Autism Spectrum Disorders (ASD) are prevalent in all human populations—the current estimated prevalence is higher than 1 percent in the United States. “Red flags” are signs portending threats to the healthy progression of child development.

Autism is challenging to detect in the first year. From 12 to 24 months, red flags appear that can suggest substantial difficulties. At 18 months, a diagnosis can be made by a health care professional, and the child can be followed to observe whether the diagnosis progresses and becomes more definable.

Social Skills Impairment

In normal or neurotypical child development, language sounds are heard as “cooing” by eight weeks and “babbling” by eight to 12 months. Single words appear at about 12 months and two-word phrases by 24 months. 

Autism spectrum difficulties are suggested when no cooing or babbling or words appear by the second year of life. An infant typically responds to their name by age 1, but one with ASD usually does not.

Social interaction is another significant measure of developmental progression. At eight months, an infant can make babbling sounds, can point, make eye contact, wave, and begin engaging in games like pat-a-cake and peek-a-boo. These social interactions are ordinarily absent in ASD. “Social referencing,” looking to a caregiver for help and guidance, is usually seen by 10 months.

In autism, many of the aforementioned developmental milestones are absent. What language is present lacks pragmatic suitability and is more a monologue than a dialogue. Difficulty making sustained eye contact sets up social communication difficulties, making the child emotionally distant.

Red Flags That May Signal Developmental Difficulties

  • No cooing or babbling by 12 months
  • No single words by 16 months
  • No two-word phrases by two years
  • No budding social gestures by 12 months, e.g., pointing, eye contact, waving, peek-a-boo, and pat-a-cake
  • No response to own name by one year
  • No hint of pretend play by 18 months

Repetitive, Restrictive Behaviors

On a foundation of communicative and social-skill impairment, rigid mindsets show up as repetitive, restrictive behaviors. Those with ASD strive for sameness, routine, and expectable regularity. This need may be difficult to comprehend because their emotional expression remains constricted. Perspectives are narrow and tend to over-focus on a few objects, usually inanimate: e.g., flags, wheels, vacuum cleaners, train schedules, etc. Atypical gestures may appear and include hand flapping, rocking, or skin picking and biting.

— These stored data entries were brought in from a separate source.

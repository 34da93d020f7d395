use serde::{Deserialize, Serialize};
use uuid::Uuid;

use crate::models::{Event, EventFields, GlobalRole, SharedRole};

// -- JWT Claims --

#[derive(Debug, Clone, Copy, PartialEq, Eq, Serialize, Deserialize)]
#[serde(rename_all = "lowercase")]
pub enum TokenKind {
    Access,
    Refresh,
}

/// JWT claims for both token kinds. Only access tokens open the API;
/// refresh tokens are accepted by `/auth/refresh` alone.
#[derive(Debug, Clone, Serialize, Deserialize)]
pub struct Claims {
    pub sub: Uuid,
    pub username: String,
    pub kind: TokenKind,
    pub exp: usize,
}

// -- Auth --

#[derive(Debug, Deserialize)]
#[serde(deny_unknown_fields)]
pub struct RegisterRequest {
    pub username: String,
    pub email: String,
    pub password: String,
    #[serde(default)]
    pub role: GlobalRole,
}

#[derive(Debug, Deserialize)]
#[serde(deny_unknown_fields)]
pub struct LoginRequest {
    pub username: String,
    pub password: String,
}

#[derive(Debug, Serialize, Deserialize)]
pub struct LoginResponse {
    pub user_id: Uuid,
    pub username: String,
    pub access_token: String,
    pub refresh_token: String,
    pub token_type: String,
}

#[derive(Debug, Serialize, Deserialize)]
pub struct RefreshResponse {
    pub access_token: String,
    pub token_type: String,
}

// -- Events --

#[derive(Debug, Serialize, Deserialize)]
#[serde(deny_unknown_fields)]
pub struct BatchCreateRequest {
    pub events: Vec<EventFields>,
}

#[derive(Debug, Serialize, Deserialize)]
pub struct RollbackResponse {
    pub event: Event,
    /// Snapshot of the state the rollback replaced.
    pub recorded_version_id: Uuid,
}

// -- Sharing --

#[derive(Debug, Serialize, Deserialize)]
#[serde(deny_unknown_fields)]
pub struct ShareRequest {
    pub event_id: Uuid,
    pub user_id: Uuid,
    pub role: SharedRole,
}

#[derive(Debug, Serialize, Deserialize)]
#[serde(deny_unknown_fields)]
pub struct PermissionUpdate {
    pub role: SharedRole,
}

// -- Misc --

#[derive(Debug, Serialize, Deserialize)]
pub struct StatusMessage {
    pub message: String,
}

#[derive(Debug, Serialize, Deserialize)]
pub struct ErrorBody {
    pub error: String,
    pub message: String,
}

Red Flags Can Become Targets of Therapeutic Interventions

While no therapy cures ASD, several interventions are used to change its progressive severity and to boost developmental potentials. Families can engage as soon as the diagnosis is made, and children can be brought in at an early age, depending on chronological and developmental needs. A few types of intervention include:

  • Speech therapy
  • Occupational therapy 
  • Applied Behavioral Analysis (ABA)
  • Social Skills Training with Emotional Intelligence Enhancements
  • Therapeutic Horseback Riding (for older children, adolescents, and adults)
  • Parent, Caregiver, and Family Skills Enhancement

Applied Behavioral Analysis has several subdivisions. Some of these are:

1. Discrete Trial Training (DTT): This segmenting breaks the desired behavior into simple steps.

2. Early Intensive Behavioral Intervention (EIBI): This form of ABA is designed for young children under age 5.

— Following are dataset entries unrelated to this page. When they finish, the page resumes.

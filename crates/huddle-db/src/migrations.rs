use anyhow::Result;
use rusqlite::Connection;
use tracing::info;

pub fn run(conn: &Connection) -> Result<()> {
    conn.execute_batch("CREATE TABLE IF NOT EXISTS schema_version (version INTEGER NOT NULL);")?;

    let version: i64 =
        conn.query_row("SELECT COALESCE(MAX(version), 0) FROM schema_version", [], |r| r.get(0))?;

    if version < 1 {
        info!("Running migration v1 (initial schema)");
        conn.execute_batch(
            "
            CREATE TABLE users (
                id          TEXT PRIMARY KEY,
                username    TEXT NOT NULL UNIQUE,
                email       TEXT NOT NULL UNIQUE,
                password    TEXT NOT NULL,
                role        TEXT NOT NULL DEFAULT 'user'
                            CHECK (role IN ('admin', 'auditor', 'user')),
                created_at  TEXT NOT NULL
            );

            CREATE TABLE events (
                id          TEXT PRIMARY KEY,
                title       TEXT NOT NULL,
                description TEXT NOT NULL DEFAULT '',
                timestamp   TEXT NOT NULL,
                owner_id    TEXT NOT NULL REFERENCES users(id),
                created_at  TEXT NOT NULL,
                updated_at  TEXT NOT NULL
            );

            CREATE INDEX idx_events_owner
                ON events(owner_id, timestamp);

            CREATE TABLE shared_access (
                id          TEXT PRIMARY KEY,
                user_id     TEXT NOT NULL REFERENCES users(id),
                event_id    TEXT NOT NULL REFERENCES events(id) ON DELETE CASCADE,
                role        TEXT NOT NULL CHECK (role IN ('editor', 'viewer')),
                created_at  TEXT NOT NULL,
                UNIQUE(user_id, event_id)
            );

            CREATE INDEX idx_shared_access_event
                ON shared_access(event_id);

            -- No foreign key on event_id: history outlives a deleted event.
            CREATE TABLE event_history (
                id              TEXT PRIMARY KEY,
                event_id        TEXT NOT NULL,
                version         INTEGER NOT NULL,
                changed_by      TEXT NOT NULL REFERENCES users(id),
                change_time     TEXT NOT NULL,
                previous_data   TEXT NOT NULL,
                UNIQUE(event_id, version)
            );

            CREATE TRIGGER event_history_no_update
                BEFORE UPDATE ON event_history
                BEGIN SELECT RAISE(ABORT, 'event_history is append-only'); END;

            CREATE TRIGGER event_history_no_delete
                BEFORE DELETE ON event_history
                BEGIN SELECT RAISE(ABORT, 'event_history is append-only'); END;

            INSERT INTO schema_version (version) VALUES (1);
            ",
        )?;
    }

    info!("Database migrations complete");
    Ok(())
}

#[cfg(test)]
mod tests {
    use super::*;

    #[test]
    fn migrations_are_idempotent() {
        let conn = Connection::open_in_memory().unwrap();
        run(&conn).unwrap();
        run(&conn).unwrap();

        let versions: i64 = conn
            .query_row("SELECT COUNT(*) FROM schema_version", [], |r| r.get(0))
            .unwrap();
        assert_eq!(versions, 1);
    }

    #[test]
    fn history_rejects_update_and_delete() {
        let conn = Connection::open_in_memory().unwrap();
        run(&conn).unwrap();
        conn.execute_batch(
            "INSERT INTO users (id, username, email, password, created_at)
                 VALUES ('u1', 'alice', 'a@example.com', 'x', 'now');
             INSERT INTO event_history (id, event_id, version, changed_by, change_time, previous_data)
                 VALUES ('h1', 'e1', 1, 'u1', 'now', '{}');",
        )
        .unwrap();

        assert!(conn.execute("UPDATE event_history SET previous_data = 'x'", []).is_err());
        assert!(conn.execute("DELETE FROM event_history", []).is_err());
    }
}
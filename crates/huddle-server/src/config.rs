use std::path::PathBuf;

use anyhow::{Context, bail};
use chrono::Duration;

/// Values shipped in sample `.env` files. The server refuses to sign tokens with them.
const PLACEHOLDER_SECRETS: &[&str] = &[
    "change-me-to-a-random-string",
    "dev-secret-change-me",
];

#[derive(Debug, Clone)]
pub struct Config {
    pub host: String,
    pub port: u16,
    pub db_path: PathBuf,
    pub jwt_secret: String,
    pub access_ttl: Duration,
    pub refresh_ttl: Duration,
}

impl Config {
    pub fn from_env() -> anyhow::Result<Self> {
        Self::from_lookup(|key| std::env::var(key).ok())
    }

    fn from_lookup(var: impl Fn(&str) -> Option<String>) -> anyhow::Result<Self> {
        let jwt_secret = var("HUDDLE_JWT_SECRET").unwrap_or_default();
        if jwt_secret.is_empty() || PLACEHOLDER_SECRETS.contains(&jwt_secret.as_str()) {
            bail!("HUDDLE_JWT_SECRET is unset or still a placeholder; set it in your .env file");
        }

        let port: u16 = var("HUDDLE_PORT")
            .unwrap_or_else(|| "3000".into())
            .parse()
            .context("HUDDLE_PORT must be a port number")?;
        let access_minutes: i64 = var("HUDDLE_ACCESS_TOKEN_MINUTES")
            .unwrap_or_else(|| "30".into())
            .parse()
            .context("HUDDLE_ACCESS_TOKEN_MINUTES must be a whole number")?;
        let refresh_days: i64 = var("HUDDLE_REFRESH_TOKEN_DAYS")
            .unwrap_or_else(|| "7".into())
            .parse()
            .context("HUDDLE_REFRESH_TOKEN_DAYS must be a whole number")?;
        if access_minutes <= 0 || refresh_days <= 0 {
            bail!("token lifetimes must be positive");
        }

        Ok(Self {
            host: var("HUDDLE_HOST").unwrap_or_else(|| "0.0.0.0".into()),
            port,
            db_path: var("HUDDLE_DB_PATH").unwrap_or_else(|| "huddle.db".into()).into(),
            jwt_secret,
            access_ttl: Duration::minutes(access_minutes),
            refresh_ttl: Duration::days(refresh_days),
        })
    }
}
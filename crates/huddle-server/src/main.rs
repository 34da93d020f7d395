mod config;

use std::net::SocketAddr;
use std::sync::Arc;

use tower_http::cors::CorsLayer;
use tower_http::trace::TraceLayer;
use tracing::info;

use huddle_api::{AppState, AppStateInner, TokenSettings};

use crate::config::Config;

#[tokio::main]
async fn main() -> anyhow::Result<()> {
    // Load .env if present
    let _ = dotenvy::dotenv();

    tracing_subscriber::fmt()
        .with_env_filter(
            tracing_subscriber::EnvFilter::try_from_default_env()
                .unwrap_or_else(|_| "huddle=debug,tower_http=debug".into()),
        )
        .init();

    let config = Config::from_env()?;

    let db = huddle_db::Database::open(&config.db_path)?;
    info!("Database ready at {}", config.db_path.display());

    let state: AppState = Arc::new(AppStateInner {
        db,
        tokens: TokenSettings {
            secret: config.jwt_secret.clone(),
            access_ttl: config.access_ttl,
            refresh_ttl: config.refresh_ttl,
        },
    });

    let app = huddle_api::router(state)
        .layer(CorsLayer::permissive())
        .layer(TraceLayer::new_for_http());

    let addr: SocketAddr = format!("{}:{}", config.host, config.port).parse()?;
    info!("Huddle server listening on {}", addr);

    let listener = tokio::net::TcpListener::bind(addr).await?;
    axum::serve(listener, app)
        .with_graceful_shutdown(shutdown_signal())
        .await?;

    Ok(())
}

async fn shutdown_signal() {
    let ctrl_c = tokio::signal::ctrl_c();
    #[cfg(unix)]
    {
        match tokio::signal::unix::signal(tokio::signal::unix::SignalKind::terminate()) {
            Ok(mut sigterm) => {
                tokio::select! {
                    _ = ctrl_c => info!("Received Ctrl+C, shutting down..."),
                    _ = sigterm.recv() => info!("Received SIGTERM, shutting down..."),
                }
            }
            Err(e) => {
                tracing::warn!("SIGTERM handler unavailable ({}); waiting for Ctrl+C", e);
                ctrl_c.await.ok();
            }
        }
    }
    #[cfg(not(unix))]
    {
        ctrl_c.await.ok();
        info!("Received Ctrl+C, shutting down...");
    }
}
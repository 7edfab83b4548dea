pub mod csv_writer;
pub mod parquet_writer;

pub use csv_writer::CsvWriter;
pub use parquet_writer::{FileInfo, ParquetWriter};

3. Pivotal Response Treatment (PRT): The focus here is on essential areas of a child’s development, like self-management, awareness of social situation rules, and taking charge in social contexts.

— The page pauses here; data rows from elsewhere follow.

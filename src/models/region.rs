use std::collections::BTreeMap;

use serde::{Deserialize, Serialize};

use crate::error::{PipelineError, Result};

/// Region geometry: a monitor location or an administrative boundary ring.
/// Coordinates are (longitude, latitude) in degrees.
#[derive(Debug, Clone, Serialize, Deserialize)]
#[serde(tag = "type", rename_all = "snake_case")]
pub enum Geometry {
    Point { longitude: f64, latitude: f64 },
    Polygon { ring: Vec<[f64; 2]> },
}

impl Geometry {
    /// Point-in-geometry test. Polygons use an even-odd ray cast against
    /// the exterior ring; the ring need not repeat its first vertex.
    pub fn contains(&self, lon: f64, lat: f64) -> bool {
        match self {
            Geometry::Point { .. } => false,
            Geometry::Polygon { ring } => {
                let n = ring.len();
                let mut inside = false;
                let mut j = n - 1;
                for i in 0..n {
                    let (xi, yi) = (ring[i][0], ring[i][1]);
                    let (xj, yj) = (ring[j][0], ring[j][1]);
                    if ((yi > lat) != (yj > lat))
                        && (lon < (xj - xi) * (lat - yi) / (yj - yi) + xi)
                    {
                        inside = !inside;
                    }
                    j = i;
                }
                inside
            }
        }
    }

    /// (west, south, east, north) bounds
    pub fn bounding_box(&self) -> (f64, f64, f64, f64) {
        match self {
            Geometry::Point {
                longitude,
                latitude,
            } => (*longitude, *latitude, *longitude, *latitude),
            Geometry::Polygon { ring } => {
                let mut west = f64::INFINITY;
                let mut south = f64::INFINITY;
                let mut east = f64::NEG_INFINITY;
                let mut north = f64::NEG_INFINITY;
                for v in ring {
                    west = west.min(v[0]);
                    east = east.max(v[0]);
                    south = south.min(v[1]);
                    north = north.max(v[1]);
                }
                (west, south, east, north)
            }
        }
    }

    fn check(&self) -> std::result::Result<(), String> {
        match self {
            Geometry::Point {
                longitude,
                latitude,
            } => {
                if !longitude.is_finite() || !latitude.is_finite() {
                    return Err("non-finite point coordinates".to_string());
                }
                if !(-90.0..=90.0).contains(latitude) || !(-180.0..=180.0).contains(longitude) {
                    return Err(format!(
                        "coordinates ({}, {}) out of range",
                        longitude, latitude
                    ));
                }
                Ok(())
            }
            Geometry::Polygon { ring } => {
                if ring.len() < 3 {
                    return Err(format!("degenerate ring with {} vertices", ring.len()));
                }
                if ring.iter().any(|v| !v[0].is_finite() || !v[1].is_finite()) {
                    return Err("non-finite ring coordinates".to_string());
                }
                Ok(())
            }
        }
    }
}

/// An externally supplied target region: identifier, geometry, and any
/// per-region metadata copied verbatim onto every output record.
#[derive(Debug, Clone, Serialize, Deserialize)]
pub struct Region {
    pub id: String,
    pub geometry: Geometry,
    #[serde(default)]
    pub metadata: BTreeMap<String, String>,
}

impl Region {
    pub fn point(id: impl Into<String>, longitude: f64, latitude: f64) -> Self {
        Self {
            id: id.into(),
            geometry: Geometry::Point {
                longitude,
                latitude,
            },
            metadata: BTreeMap::new(),
        }
    }

    pub fn polygon(id: impl Into<String>, ring: Vec<[f64; 2]>) -> Self {
        Self {
            id: id.into(),
            geometry: Geometry::Polygon { ring },
            metadata: BTreeMap::new(),
        }
    }

    pub fn with_metadata(mut self, key: impl Into<String>, value: impl Into<String>) -> Self {
        self.metadata.insert(key.into(), value.into());
        self
    }

    pub fn validate_geometry(&self) -> Result<()> {
        self.geometry
            .check()
            .map_err(|message| PipelineError::InvalidGeometry {
                region_id: self.id.clone(),
                message,
            })
    }
}

#[cfg(test)]
mod tests {
    use super::*;

    #[test]
    fn test_polygon_contains() {
        let square = Geometry::Polygon {
            ring: vec![[0.0, 0.0], [10.0, 0.0], [10.0, 10.0], [0.0, 10.0]],
        };
        assert!(square.contains(5.0, 5.0));
        assert!(!square.contains(15.0, 5.0));
        assert!(!square.contains(5.0, -1.0));
    }

    #[test]
    fn test_concave_polygon_contains() {
        // L-shape: the notch at the top right is outside
        let l_shape = Geometry::Polygon {
            ring: vec![
                [0.0, 0.0],
                [10.0, 0.0],
                [10.0, 5.0],
                [5.0, 5.0],
                [5.0, 10.0],
                [0.0, 10.0],
            ],
        };
        assert!(l_shape.contains(2.0, 8.0));
        assert!(!l_shape.contains(8.0, 8.0));
    }

    #[test]
    fn test_bounding_box() {
        let region = Region::polygon("r1", vec![[1.0, 2.0], [3.0, -1.0], [-2.0, 4.0]]);
        assert_eq!(region.geometry.bounding_box(), (-2.0, -1.0, 3.0, 4.0));
    }

    #[test]
    fn test_degenerate_geometry_rejected() {
        let degenerate = Region::polygon("bad", vec![[0.0, 0.0], [1.0, 1.0]]);
        assert!(degenerate.validate_geometry().is_err());

        let nan_point = Region::point("nan", f64::NAN, 0.0);
        assert!(nan_point.validate_geometry().is_err());

        let out_of_range = Region::point("oob", 0.0, 95.0);
        assert!(out_of_range.validate_geometry().is_err());
    }

    #[test]
    fn test_valid_geometry() {
        assert!(Region::point("ok", 9.19, 45.46).validate_geometry().is_ok());
    }
}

4. Verbal Behavior Intervention (VBI): Improving a child’s verbal skills—such as language (e.g., identifying and labeling emotions) and social communication—is the goal.

Along with psychosocial and behavioral interventions, the judicious use of psychopharmacological medications can be helpful. These medications specifically target anxiety and irritability.

The goals of treatment for children with ASD are:

1. To minimize deficits in social communication and restricted, repetitive behaviors

2. To maximize functional independence by facilitating learning and the acquisition of adaptive skills

3. To eliminate, reduce, or prevent problem behaviors that may interfere with practical skills. As children with ASD get older, anxiety and irritability (e.g., aggression, temper tantrums, and self-injurious behaviors) become prominent; proper medication helps to modulate this dysregulation.

The range of providers who can work with the child and parents includes educators, health professionals, and the community. These efforts create meaningful and effective care. Ongoing and clear communication facilitates cooperation and therapeutic optimism.


Volkmar, Fred (2019). Autism and Pervasive Developmental Disorders (edition 3). Boston, MA: Cambridge University Press.

Ninivaggi, Frank John (author) and Volkmar, Fred (Foreword). (2013) Biomental Child Development: Perspectives on Psychology and Parenting. Lanham, MD: Rowman & Littlefield

Ninivaggi, Frank John (2017). Making Sense of Emotion: Innovating Emotional Intelligence. Lanham, MD: Rowman & Littlefield.